# Try it
Filter the entries below, keeping every line that has the word "crate".

>>>>>

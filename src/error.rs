//! Errors

use thiserror::Error;

pub type Result<T> = std::result::Result<T, Error>;

#[derive(Error, Debug)]
pub enum Error {
    #[error("IO error: {0}")]
    Io(#[from] std::io::Error),

    #[error("invalid scene file: {0}")]
    Yaml(#[from] serde_yaml::Error),

    #[error("image error: {0}")]
    Image(#[from] image::ImageError),

    /// A shard outline needs at least three vertices to enclose anything
    #[error("shard outline has {vertices} vertices, at least 3 are required")]
    DegenerateShard { vertices: usize },

    #[error("no light with index {index} (scene has {count})")]
    NoSuchLight { index: usize, count: usize },
}
//! Stained Glass Optics Library
//!
//! Casts fans of rays from point lights through user-drawn refractive shards, bending each
//! wavelength channel by a slightly different amount, and hands the resulting polylines to a
//! renderer for additive compositing.

use nalgebra::Vector2;

pub mod error;
pub use error::{Error, Result};

pub mod geometry;

pub mod shard;

pub mod objects;

pub mod light;

pub mod tracer;

pub mod scene;

pub mod canvas;

pub type Vec2 = Vector2<f64>;
pub type Point = Vec2;

/// Prelude
pub mod prelude {
    pub use crate::canvas::Canvas;
    pub use crate::light::{Channel, LightSource};
    pub use crate::objects::{HitRecord, Hittable, ShardList};
    pub use crate::scene::{InputEvent, PathSink, Scene, SceneConfig};
    pub use crate::shard::{Shard, ShardParams};
    pub use crate::tracer::{TracedPath, Tracer};
    pub use crate::{Point, Ray, Vec2};
}

/// The ray in ray tracing
#[derive(Debug, Clone, Copy, PartialEq)]
pub struct Ray {
    pub orig: Point,
    /// Unit direction
    pub dir: Vec2,
}
impl Ray {
    pub fn new(orig: Point, dir: Vec2) -> Self {
        Self { orig, dir }
    }

    /// Ray pointing along `angle_deg`, measured from +x towards +y
    pub fn from_angle(orig: Point, angle_deg: f64) -> Self {
        let rad = angle_deg.to_radians();
        Self::new(orig, Vec2::new(rad.cos(), rad.sin()))
    }

    pub fn get(&self, t: f64) -> Point {
        self.orig + t * self.dir
    }
}

#[cfg(test)]
mod tests {
    use super::*;
    use approx::assert_relative_eq;

    #[test]
    fn ray_from_angle_points_along_axes() {
        let ray = Ray::from_angle(Point::new(1.0, 2.0), 90.0);
        assert_relative_eq!(ray.dir, Vec2::new(0.0, 1.0), epsilon = 1e-12);
        assert_relative_eq!(ray.get(3.0), Point::new(1.0, 5.0), epsilon = 1e-12);
    }
}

<<<<<

# Result of the exercise
    pub use crate::canvas::Canvas;
    pub use crate::light::{Channel, LightSource};
    pub use crate::objects::{HitRecord, Hittable, ShardList};
    pub use crate::scene::{InputEvent, PathSink, Scene, SceneConfig};
    pub use crate::shard::{Shard, ShardParams};
    pub use crate::tracer::{TracedPath, Tracer};
    pub use crate::{Point, Ray, Vec2};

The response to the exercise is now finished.